Testing ED's Flash Guide Number

Now the test pictures. For the set-up see here.
All pictures are taken with ISO 400 and the camera set in manual mode.
1/30s Aperture f2.8 flash
In all pictures with 1/30s only the flash contributes to the exposure. At f2.8 "Snoopy" is overexposed and the garden wall looks about right.

1/30s Aperture f4 flash
"It's OK! Leave it! Good Boy!"
Wolfi looks about right, Snoopy is a bit to bright because he is white. That is near the right Aperture.

1/30s Aperture f5.6 flash
Now at f5.6 Snoopy is about right, but you see a strong fall off of light behind him. The Garden wall is now quite underexposed.
Guide number check: ISO 400 gives a double factor to the guide number compared to ISO 100. The calculation is distance 4m x Aperture f5.6 / 2 for the ISO and results in Guide number 11.2. It is rated 14 which is close enough and after all ED has already 33 years working life behind him.

1/30s Aperture f8 flash
With 8 Snoopy is clearly underexposed. You can also see that the garden is very dark. looking through the viewfinder I could basically see nothing. Auto Focus does also not work.
David recommended in his Seminar to use a torch light for situations like this. It is critical to keep the Auto Focus in manual at the lens and at the Camera. Otherwise the AF starts hunting when you want to take your flash picture.
I wanted to make a couple of picture with the torch light placed on the floor, ("Wolfi! Noooooo!") to get a mix between an ambient light and flash and to show the relation between time and aperture. First I tried a couple of shots without flash.

4s Aperture f4 no flash
The torch lights Snoopy OK, but the garden is black.

8s Aperture f4 no flash
Garden still black, Snoopy a bit overexposed.

15s Aperture f4 no flash
Snoopy nuked, lawn very dark, the wall and plants in the back show up.

15s Aperture f4 flash
So now I bring the flash back on. With Aperture f4 the garden is really bright, however Snoopy is still nuked by torch and flash.
The shadow of Snoopy is nice and could be a bit more emphasised by reducing the overall background brightness.

8s Aperture f4 flash
I bring the time down one stop so that the torch light is reduced. Still way too bright.

8s Aperture f5.6 flash
I also want to reduce the flash. Therefore I need to close the aperture one more stop. Aperture cuts ALL light that contributes to exposure. Remember: Time cuts ambient light, Aperture cuts flash and ambient.

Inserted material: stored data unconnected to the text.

//! Forward integration of the cell temperature, used to cross-check a
//! transcribed solution against an independent integrator.

use crate::dynamics::{InsulatedCell, PhysicalParameters};
use crate::error::SimulationError;
use crate::solvers::{integrate_adaptive, AdaptiveSettings, StepStats, RK4};
use crate::traits::Steppable;
use serde::{Deserialize, Serialize};
use tracing::debug;

#[derive(Debug, Clone, Copy, PartialEq, Eq, Serialize, Deserialize)]
#[serde(rename_all = "snake_case")]
pub enum IntegrationMethod {
    Rk4,
    Tsit5,
}

#[derive(Debug, Clone, Copy, PartialEq, Serialize, Deserialize)]
#[serde(default)]
pub struct SimulationSettings {
    pub method: IntegrationMethod,
    pub adaptive: AdaptiveSettings,
    /// Upper bound on the RK4 step; each output interval is split evenly.
    pub fixed_step: f64,
    /// Samples of a plain forward run.
    pub output_points: usize,
    /// Largest accepted gap between transcription and integration, K.
    pub verification_tolerance: f64,
}

impl Default for SimulationSettings {
    fn default() -> Self {
        Self {
            method: IntegrationMethod::Tsit5,
            adaptive: AdaptiveSettings::default(),
            fixed_step: 0.01,
            output_points: 101,
            verification_tolerance: 1e-3,
        }
    }
}

#[derive(Debug, Clone, PartialEq, Serialize)]
pub struct SimulatedTrajectory {
    pub times: Vec<f64>,
    pub temperatures: Vec<f64>,
    pub steps: usize,
    pub rejected_steps: usize,
}

impl SimulatedTrajectory {
    pub fn final_temperature(&self) -> Option<f64> {
        self.temperatures.last().copied()
    }
}

/// `count` evenly spaced times over `[t_initial, t_initial + t_duration]`.
pub fn sample_times(t_initial: f64, t_duration: f64, count: usize) -> Vec<f64> {
    match count {
        0 => Vec::new(),
        1 => vec![t_initial],
        _ => (0..count)
            .map(|i| t_initial + t_duration * i as f64 / (count - 1) as f64)
            .collect(),
    }
}

/// Integrates the cell from `initial_temperature` at `times[0]` and reports the
/// temperature at every entry of `times`.
pub fn simulate(
    params: &PhysicalParameters,
    initial_temperature: f64,
    times: &[f64],
    settings: &SimulationSettings,
) -> Result<SimulatedTrajectory, SimulationError> {
    params
        .check_divisors()
        .map_err(|err| SimulationError::Setup {
            what: err.to_string(),
        })?;
    let Some(&t0) = times.first() else {
        return Ok(SimulatedTrajectory {
            times: Vec::new(),
            temperatures: Vec::new(),
            steps: 0,
            rejected_steps: 0,
        });
    };
    let cell = InsulatedCell::new(*params);

    let (temperatures, stats) = match settings.method {
        IntegrationMethod::Tsit5 => {
            let (states, stats) =
                integrate_adaptive(&cell, t0, &[initial_temperature], times, &settings.adaptive)?;
            (states.into_iter().map(|s| s[0]).collect(), stats)
        }
        IntegrationMethod::Rk4 => fixed_step(&cell, initial_temperature, times, settings.fixed_step)?,
    };
    debug!(
        method = ?settings.method,
        steps = stats.accepted,
        rejected = stats.rejected,
        "forward simulation finished"
    );

    Ok(SimulatedTrajectory {
        times: times.to_vec(),
        temperatures,
        steps: stats.accepted,
        rejected_steps: stats.rejected,
    })
}

fn fixed_step(
    cell: &InsulatedCell,
    initial_temperature: f64,
    times: &[f64],
    max_step: f64,
) -> Result<(Vec<f64>, StepStats), SimulationError> {
    if !(max_step > 0.0 && max_step.is_finite()) {
        return Err(SimulationError::Setup {
            what: format!("fixed_step must be positive, got {max_step}"),
        });
    }
    if times.windows(2).any(|w| w[1] < w[0]) {
        return Err(SimulationError::Setup {
            what: "output times must be ascending".to_string(),
        });
    }
    let mut solver = RK4::<f64>::new(1);
    let mut stats = StepStats::default();
    let mut t = times[0];
    let mut state = [initial_temperature];
    let mut out = Vec::with_capacity(times.len());
    for &target in times {
        let span = target - t;
        if span > 0.0 {
            let steps = (span / max_step).ceil() as usize;
            let dt = span / steps as f64;
            for _ in 0..steps {
                solver.step(cell, &mut t, &mut state, dt);
            }
            stats.accepted += steps;
            t = target;
        }
        if !state[0].is_finite() {
            return Err(SimulationError::NonFiniteState { t });
        }
        out.push(state[0]);
    }
    Ok((out, stats))
}

/// Agreement between a transcribed trajectory and a forward integration
/// through the same times.
#[derive(Debug, Clone, Copy, PartialEq, Serialize)]
pub struct Verification {
    pub simulated_final_temperature: f64,
    pub transcribed_final_temperature: f64,
    pub final_difference: f64,
    pub max_difference: f64,
    pub tolerance: f64,
    pub passed: bool,
}

/// Re-integrates from the first transcribed temperature and compares at every
/// transcribed time.
pub fn verify(
    params: &PhysicalParameters,
    times: &[f64],
    temperatures: &[f64],
    settings: &SimulationSettings,
) -> Result<Verification, SimulationError> {
    if times.len() != temperatures.len() || times.is_empty() {
        return Err(SimulationError::Setup {
            what: format!(
                "need matching, non-empty times and temperatures ({} vs {})",
                times.len(),
                temperatures.len()
            ),
        });
    }
    let simulated = simulate(params, temperatures[0], times, settings)?;
    let max_difference = simulated
        .temperatures
        .iter()
        .zip(temperatures)
        .map(|(a, b)| (a - b).abs())
        .fold(0.0, f64::max);
    let last = temperatures.len() - 1;
    let simulated_final = simulated.temperatures[last];
    let final_difference = (simulated_final - temperatures[last]).abs();
    Ok(Verification {
        simulated_final_temperature: simulated_final,
        transcribed_final_temperature: temperatures[last],
        final_difference,
        max_difference,
        tolerance: settings.verification_tolerance,
        passed: max_difference <= settings.verification_tolerance,
    })
}

#[cfg(test)]
mod tests {
    use super::*;

    /// T(t) = Th − (Th − T0)·exp(−λ t), λ = K·A / (d·m·Cp).
    fn analytic(params: &PhysicalParameters, t0: f64, t: f64) -> f64 {
        let lambda = params.conductivity * params.area
            / (params.thickness * params.mass * params.specific_heat);
        params.hot_temperature - (params.hot_temperature - t0) * (-lambda * t).exp()
    }

    #[test]
    fn adaptive_run_matches_closed_form() {
        let params = PhysicalParameters::default().with_thickness(0.002);
        let times = sample_times(0.0, 45.0, 10);
        let run = simulate(&params, 293.15, &times, &SimulationSettings::default())
            .expect("simulation should succeed");
        for (t, temp) in run.times.iter().zip(&run.temperatures) {
            assert!((temp - analytic(&params, 293.15, *t)).abs() < 1e-8, "t = {t}");
        }
        assert!(run.final_temperature().expect("final") > 293.15);
    }

    #[test]
    fn rk4_run_matches_closed_form() {
        let params = PhysicalParameters::default();
        let settings = SimulationSettings {
            method: IntegrationMethod::Rk4,
            fixed_step: 0.5,
            ..SimulationSettings::default()
        };
        let times = sample_times(0.0, 45.0, 4);
        let run = simulate(&params, 293.15, &times, &settings).expect("simulation should succeed");
        assert_eq!(run.steps, 90);
        let exact = analytic(&params, 293.15, 45.0);
        assert!((run.final_temperature().expect("final") - exact).abs() < 1e-6);
    }

    #[test]
    fn zero_thickness_is_a_setup_error() {
        let params = PhysicalParameters::default().with_thickness(0.0);
        let err = simulate(&params, 293.15, &[0.0, 1.0], &SimulationSettings::default())
            .expect_err("thickness must be positive");
        assert!(matches!(err, SimulationError::Setup { .. }));
    }

    #[test]
    fn verify_flags_mismatch() {
        let params = PhysicalParameters::default();
        let times = sample_times(0.0, 45.0, 5);
        let exact: Vec<f64> = times.iter().map(|t| analytic(&params, 293.15, *t)).collect();
        let settings = SimulationSettings::default();

        let good = verify(&params, &times, &exact, &settings).expect("verify");
        assert!(good.passed);
        assert!(good.final_difference < 1e-8);

        let mut shifted = exact.clone();
        shifted[4] += 0.01;
        let bad = verify(&params, &times, &shifted, &settings).expect("verify");
        assert!(!bad.passed);
        assert!((bad.max_difference - 0.01).abs() < 1e-6);
    }

    #[test]
    fn sample_times_are_evenly_spaced() {
        assert_eq!(sample_times(0.0, 45.0, 4), vec![0.0, 15.0, 30.0, 45.0]);
        assert_eq!(sample_times(2.0, 45.0, 1), vec![2.0]);
        assert!(sample_times(0.0, 1.0, 0).is_empty());
    }
}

The shadow becomes more visible. But Snoopy is still a bit too bright.

8s Aperture f8 flash
One more Aperture down. Now the middle ground is quite dark. The shadow stands out and Snoopy is kind of OK, if not a bit on the bright side.

15s Aperture f8 flash
Bringing the time up one stop again brings some detail into the middle ground, but Snoopy is much too bright again.

30s Aperture 8 flash
"Enough attention for Snoopy! That is MY toy!"

You might ask so what's the point? After all we could not find a satisfactory lighting with the torch and the flash. I wanted to illustrate a few points by the strobe experiments ( i have to keep repeating the title from time to time).
1) We tested the guide number of ED. It seems to be between 11 and 12 rather than 14. Good to know for me. You also know now how to test for the guide number of your flash. It would have been much better to use a grey card leaned against snoopy for a more exact result.
2) By varying aperture and time you can see how such changes influence the picture result. Aperture is the only way to regulated a manual flash. BUT it also changes the ambient light level at the same time. The time setting only changes ambient light.
3) It is really desirable to be able to vary the power of your light sources. A flash with only full power and a torchlight with only one power setting are both less than ideal. Basically they stink! Even with a stationary setting. Theoretically you could "regulate" both by moving them closer or further away. Such an approach has practical limits in the space that is behind you when you move it away and the fact that you do not want either in the picture when you move them nearer.
4) In this set-up I wanted to also show the light fall off. I placed ED deliberately low so that the grass shows nicely the different light levels. A typical (bad) flash picture is normally quite overexposed in the foreground bright in the middle and pitch dark in the background.
So what's next? We want an automatic, we want to be able to vary our light sources. Before that one last session with ED. Above we see the shortcomings of flash when lighting an extended space. So what about a flat object? A large flat object should be lighted perfect at the right aperture?
Also never trust only one experiment you might have got something wrong without noticing.